The answer to the second of the above questions follows from this, and gives the theorem Prop. 29:—If a straight line fall on two parallel straight lines, it makes the alternate angles equal to one another, and the exterior angle equal to the interior and opposite angle on the same side, and also the two interior angles on the same side together equal to two right angles.
§ 14. With this a new part of elementary geometry begins. The earlier propositions are independent of this axiom, and would be true even if a wrong assumption had been made in it. They all relate to figures in a plane. But a plane is only one among an infinite number of conceivable surfaces. We may draw figures on any one of them and study their properties. We may, for instance, take a sphere instead of the plane, and obtain “spherical” in the place of “plane” geometry. If on one of these surfaces lines and figures could be drawn, answering to all the definitions of our plane figures, and if the axioms with the exception of the last all hold, then all propositions up to the 28th will be true for these figures.

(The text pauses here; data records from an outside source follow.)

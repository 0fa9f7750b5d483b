//! "Write" side of the menu: create-and-edit and edit-existing.

use std::io::Write;
use std::path::{Path, PathBuf};

use tracing::{info, warn};

use crate::controller::selector::select_file;
use crate::editor::launcher::{EditorExit, EditorLauncher};
use crate::error::{CoreError, CoreResult};
use crate::fs::file_creator::{create_empty, normalize_file_name, resolve_destination};
use crate::prompt::{
    console::{Console, Tone},
    traits::Prompter,
};

const NAME_QUESTION: &str = "What do you want to name your file? (no extensions allowed)";
const DIR_QUESTION: &str =
    "Please type the absolute/relative path where you want to save this file";
const EDIT_QUESTION: &str = "What file do you want to edit?";

const PATH_EXAMPLES: [&str; 3] = [
    "Absolute path example (macOS): /Users/<username>/Documents/notes",
    "Absolute path example (windows): C:/Users/<username>/Documents/notes",
    "Relative path example: util",
];

/// Picks an existing file under `root` and opens it.
pub async fn edit_existing<P, L>(
    prompter: &mut P,
    launcher: &L,
    root: &Path,
) -> CoreResult<EditorExit>
where
    P: Prompter + ?Sized,
    L: EditorLauncher + ?Sized,
{
    let path = select_file(prompter, EDIT_QUESTION, root)?;

    launcher.launch(&path).await
}

/// Asks for a name and directory until an empty `.txt` file can be created
/// there, then opens it. Cancelling any prompt ends the flow.
pub async fn create_and_edit<P, L, W>(
    prompter: &mut P,
    launcher: &L,
    console: &mut Console<W>,
    base_dir: &Path,
) -> CoreResult<PathBuf>
where
    P: Prompter + ?Sized,
    L: EditorLauncher + ?Sized,
    W: Write,
{
    let path = loop {
        match attempt_create(prompter, console, base_dir) {
            Ok(path) => break path,

            Err(e) if e.is_cancelled() || e.is_fatal() => return Err(e),

            Err(e) if e.is_recoverable() => {
                warn!("File creation attempt failed: {}", e);
                report_failure(console, &e)?;
            }

            Err(e) => return Err(e),
        }
    };

    console.line(Tone::Success, &format!("Created {}", path.display()))?;
    console.flush()?;

    let exit = launcher.launch(&path).await?;
    info!("Editing {} finished with {:?}", path.display(), exit.code);

    Ok(path)
}

fn attempt_create<P, W>(
    prompter: &mut P,
    console: &mut Console<W>,
    base_dir: &Path,
) -> CoreResult<PathBuf>
where
    P: Prompter + ?Sized,
    W: Write,
{
    let file_name = normalize_file_name(&prompter.input(NAME_QUESTION)?)?;

    console.blank()?;
    for example in PATH_EXAMPLES {
        console.line(Tone::Info, example)?;
    }
    console.flush()?;

    let dir_input = prompter.input(DIR_QUESTION)?;
    let path = resolve_destination(base_dir, &dir_input, &file_name);

    create_empty(&path)?;
    Ok(path)
}

fn report_failure<W: Write>(console: &mut Console<W>, err: &CoreError) -> CoreResult<()> {
    console.blank()?;
    console.line(
        Tone::Error,
        "Oops! Something went wrong. It seems like your pathname/filename is invalid.",
    )?;
    console.line(Tone::Error, &err.to_string())?;
    console.line(Tone::Info, "File name example: example_file")?;
    for example in PATH_EXAMPLES {
        console.line(Tone::Info, example)?;
    }
    console.blank()?;

    console.flush()
}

This is the case in spherical geometry if we substitute “shortest line” or “great circle” for “straight line,” “small circle” for “circle,” and if, besides, we limit all figures to a part of the sphere which is less than a hemisphere, so that two points on it cannot be opposite ends of a diameter, and therefore determine always one and only one great circle.
For spherical triangles, therefore, all the important propositions 4, 8, 26; 5 and 6; and 18, 19 and 20 will hold good.

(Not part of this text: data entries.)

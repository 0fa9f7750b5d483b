//! src/controller/menu.rs
//! ============================================================================
//! # Menu Controller
//!
//! Two-level routing: read vs. write, then (for write) new file vs. edit
//! existing. One pass per run; nothing is kept after the chosen flow returns.

use std::io::Write;
use std::path::{Path, PathBuf};

use tracing::{info, warn};

use crate::controller::selector::select_file;
use crate::editor::{
    launcher::{EditorExit, EditorLauncher},
    write_flow::{create_and_edit, edit_existing},
};
use crate::error::{CoreError, CoreResult};
use crate::prompt::{
    console::{Console, Tone},
    traits::Prompter,
};
use crate::reader::paginator::{PaginatedReader, ReadSummary};

const MAIN_QUESTION: &str = "What are you trying to do?";
const WRITE_QUESTION: &str = "Would you like to edit a file or write a new one? (only .txt files are supported when writing a new one)";
const READ_QUESTION: &str = "What file do you want to read from?";

#[derive(Debug, Clone, Copy, PartialEq, Eq)]
pub enum MainChoice {
    Write,
    Read,
}

impl MainChoice {
    pub const ALL: [Self; 2] = [Self::Write, Self::Read];

    #[must_use]
    pub const fn label(self) -> &'static str {
        match self {
            Self::Write => "Write into a file",
            Self::Read => {
                "Read from a file (if too big you can choose how many lines to read at a time)"
            }
        }
    }
}

#[derive(Debug, Clone, Copy, PartialEq, Eq)]
pub enum WriteChoice {
    NewFile,
    EditExisting,
}

impl WriteChoice {
    pub const ALL: [Self; 2] = [Self::NewFile, Self::EditExisting];

    #[must_use]
    pub const fn label(self) -> &'static str {
        match self {
            Self::NewFile => "Write new file (.txt supported only)",
            Self::EditExisting => "Edit existing file",
        }
    }
}

/// What the routed flow did.
#[derive(Debug, Clone, PartialEq, Eq)]
pub enum MenuOutcome {
    Read(ReadSummary),
    Created(PathBuf),
    Edited(EditorExit),
}

pub struct MenuController<P, L, W: Write> {
    prompter: P,
    launcher: L,
    console: Console<W>,
    reader: PaginatedReader,
    root: PathBuf,
}

impl<P, L, W> MenuController<P, L, W>
where
    P: Prompter,
    L: EditorLauncher,
    W: Write,
{
    pub fn new(
        prompter: P,
        launcher: L,
        console: Console<W>,
        reader: PaginatedReader,
        root: PathBuf,
    ) -> Self {
        Self {
            prompter,
            launcher,
            console,
            reader,
            root,
        }
    }

    #[must_use]
    pub fn root(&self) -> &Path {
        &self.root
    }

    pub fn into_parts(self) -> (P, L, Console<W>) {
        (self.prompter, self.launcher, self.console)
    }

    pub async fn run(&mut self) -> CoreResult<MenuOutcome> {
        let outcome = match self.choose_main()? {
            MainChoice::Read => self.read_flow().map(MenuOutcome::Read)?,

            MainChoice::Write => match self.choose_write()? {
                WriteChoice::NewFile => create_and_edit(
                    &mut self.prompter,
                    &self.launcher,
                    &mut self.console,
                    &self.root,
                )
                .await
                .map(MenuOutcome::Created)?,

                WriteChoice::EditExisting => {
                    edit_existing(&mut self.prompter, &self.launcher, &self.root)
                        .await
                        .map(MenuOutcome::Edited)?
                }
            },
        };

        info!("Menu flow finished: {:?}", outcome);
        Ok(outcome)
    }

    /// Applies the exit policy to a failed [`run`](Self::run).
    ///
    /// Cancellation is a normal exit and fatal errors come back as `Err`.
    /// Anything else is printed in red and swallowed.
    pub fn settle(&mut self, err: CoreError) -> CoreResult<()> {
        if err.is_cancelled() {
            info!("User cancelled");
            return Ok(());
        }

        let err = err.trace();
        if err.is_fatal() {
            return Err(err);
        }

        warn!("Run ended with a reported error: {}", err);
        self.console.line(Tone::Error, &err.to_string())?;
        self.console.flush()
    }

    fn choose_main(&mut self) -> CoreResult<MainChoice> {
        choose(&mut self.prompter, MAIN_QUESTION, &MainChoice::ALL, |c| c.label())
    }

    fn choose_write(&mut self) -> CoreResult<WriteChoice> {
        choose(&mut self.prompter, WRITE_QUESTION, &WriteChoice::ALL, |c| c.label())
    }

    fn read_flow(&mut self) -> CoreResult<ReadSummary> {
        let path = select_file(&mut self.prompter, READ_QUESTION, &self.root)?;

        self.reader.read_path(&path, &mut self.console, &mut self.prompter)
    }
}

fn choose<P, C>(
    prompter: &mut P,
    message: &str,
    options: &[C],
    label: impl Fn(C) -> &'static str,
) -> CoreResult<C>
where
    P: Prompter + ?Sized,
    C: Copy,
{
    let labels: Vec<String> = options.iter().map(|c| label(*c).to_string()).collect();
    let idx = prompter.select(message, &labels)?;

    options
        .get(idx)
        .copied()
        .ok_or_else(|| CoreError::invalid_input("choice", "selection out of range"))
}

#[cfg(test)]
mod tests {
    use super::*;
    use crate::config::ReaderConfig;
    use crate::editor::launcher::recording::RecordingEditor;
    use crate::prompt::scripted::{Answer, ScriptedPrompter};
    use crate::reader::paginator::{ReadMode, ReadOutcome};
    use tempfile::TempDir;

    fn controller(
        answers: Vec<Answer>,
        root: &Path,
        reader: ReaderConfig,
    ) -> MenuController<ScriptedPrompter, RecordingEditor, Vec<u8>> {
        MenuController::new(
            ScriptedPrompter::new(answers),
            RecordingEditor::default(),
            Console::new(Vec::new(), false),
            PaginatedReader::new(reader),
            root.to_path_buf(),
        )
    }

    fn lines(n: usize) -> String {
        (1..=n).map(|i| format!("row {i}\n")).collect()
    }

    #[tokio::test]
    async fn test_read_route_pages_large_file() {
        let temp_dir = TempDir::new().unwrap();
        std::fs::write(temp_dir.path().join("big.log"), lines(7)).unwrap();

        let mut menu = controller(
            vec![
                Answer::Choose("Read from a file"),
                Answer::Choose("big.log"),
                Answer::Text(String::new()),
            ],
            temp_dir.path(),
            ReaderConfig::default().with_threshold(10),
        );

        let outcome = menu.run().await.unwrap();

        match outcome {
            MenuOutcome::Read(summary) => {
                assert_eq!(summary.mode, ReadMode::Paged);
                assert_eq!(summary.outcome, ReadOutcome::Completed);
                assert_eq!(summary.lines_printed, 7);
            }
            other => panic!("Expected Read outcome, got {other:?}"),
        }

        let (prompter, editor, console) = menu.into_parts();
        assert!(editor.opened().is_empty());
        assert_eq!(prompter.asked[0], MAIN_QUESTION);
        assert_eq!(prompter.asked[1], READ_QUESTION);
        assert!(String::from_utf8(console.into_inner()).unwrap().contains("row 7"));
    }

    #[tokio::test]
    async fn test_write_new_file_route() {
        let temp_dir = TempDir::new().unwrap();

        let mut menu = controller(
            vec![
                Answer::Choose("Write into a file"),
                Answer::Choose("Write new file"),
                Answer::Text("journal".to_string()),
                Answer::Text(String::new()),
            ],
            temp_dir.path(),
            ReaderConfig::default(),
        );

        let outcome = menu.run().await.unwrap();

        let created = temp_dir.path().join("journal.txt");
        assert_eq!(outcome, MenuOutcome::Created(created.clone()));

        let (prompter, editor, _) = menu.into_parts();
        assert_eq!(editor.opened(), [created]);
        assert_eq!(prompter.offered[1].len(), 2);
    }

    #[tokio::test]
    async fn test_write_edit_existing_route() {
        let temp_dir = TempDir::new().unwrap();
        std::fs::write(temp_dir.path().join("todo.txt"), "milk").unwrap();

        let mut menu = controller(
            vec![
                Answer::Choose("Write into a file"),
                Answer::Choose("Edit existing file"),
                Answer::Choose("todo.txt"),
            ],
            temp_dir.path(),
            ReaderConfig::default(),
        );

        let outcome = menu.run().await.unwrap();

        assert_eq!(outcome, MenuOutcome::Edited(EditorExit { code: Some(0) }));
        let (_, editor, _) = menu.into_parts();
        assert_eq!(editor.opened(), [temp_dir.path().join("todo.txt")]);
    }

    #[tokio::test]
    async fn test_cancel_at_top_menu() {
        let temp_dir = TempDir::new().unwrap();
        let mut menu = controller(vec![Answer::Cancel], temp_dir.path(), ReaderConfig::default());

        let result = menu.run().await;

        assert!(matches!(result, Err(CoreError::Cancelled)));
    }

    fn printed(menu: MenuController<ScriptedPrompter, RecordingEditor, Vec<u8>>) -> String {
        let (_, _, console) = menu.into_parts();
        String::from_utf8(console.into_inner()).unwrap()
    }

    #[test]
    fn test_settle_cancelled_is_silent() {
        let temp_dir = TempDir::new().unwrap();
        let mut menu = controller(vec![], temp_dir.path(), ReaderConfig::default());

        assert!(menu.settle(CoreError::Cancelled).is_ok());
        assert!(printed(menu).is_empty());
    }

    #[test]
    fn test_settle_prints_and_swallows_ordinary_errors() {
        let temp_dir = TempDir::new().unwrap();
        let mut menu = controller(vec![], temp_dir.path(), ReaderConfig::default());

        let result = menu.settle(CoreError::empty_directory(temp_dir.path()));

        assert!(result.is_ok());
        assert!(printed(menu).starts_with("No files found under"));
    }

    #[test]
    fn test_settle_returns_permission_failures() {
        let temp_dir = TempDir::new().unwrap();
        let mut menu = controller(vec![], temp_dir.path(), ReaderConfig::default());

        let denied_path = menu.settle(CoreError::PathAccessDenied("/srv/secret".into()));
        assert!(matches!(denied_path, Err(CoreError::PathAccessDenied(_))));

        let denied_create = menu.settle(CoreError::file_create(
            Path::new("/srv/new.txt"),
            &std::io::Error::from(std::io::ErrorKind::PermissionDenied),
        ));
        assert!(matches!(denied_create, Err(CoreError::FileCreate { .. })));

        assert!(printed(menu).is_empty());
    }

    #[tokio::test]
    async fn test_read_from_empty_root_reports_empty_directory() {
        let temp_dir = TempDir::new().unwrap();
        let mut menu = controller(
            vec![Answer::Choose("Read from a file")],
            temp_dir.path(),
            ReaderConfig::default(),
        );

        let result = menu.run().await;

        assert!(matches!(result, Err(CoreError::EmptyDirectory { .. })));
    }
}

This remark will be sufficient to show the impossibility of proving Euclid’s last axiom, which would mean proving that this axiom is a consequence of the others, and hence that the theory of parallels would hold on a spherical surface, where the other axioms do hold, whilst parallels do not even exist.
It follows that the axiom in question states an inherent difference between the plane and other surfaces, and that the plane is only fully characterized when this axiom is added to the other assumptions.
§ 15. The introduction of the new axiom and of parallel lines leads to a new class of propositions.
After proving (Prop. 30) that “two lines which are each parallel to a third are parallel to each other,” we obtain the new properties of triangles contained in Prop. 32. Of these the second part is the most important, viz. the theorem, The three interior angles of every triangle are together equal to two right angles.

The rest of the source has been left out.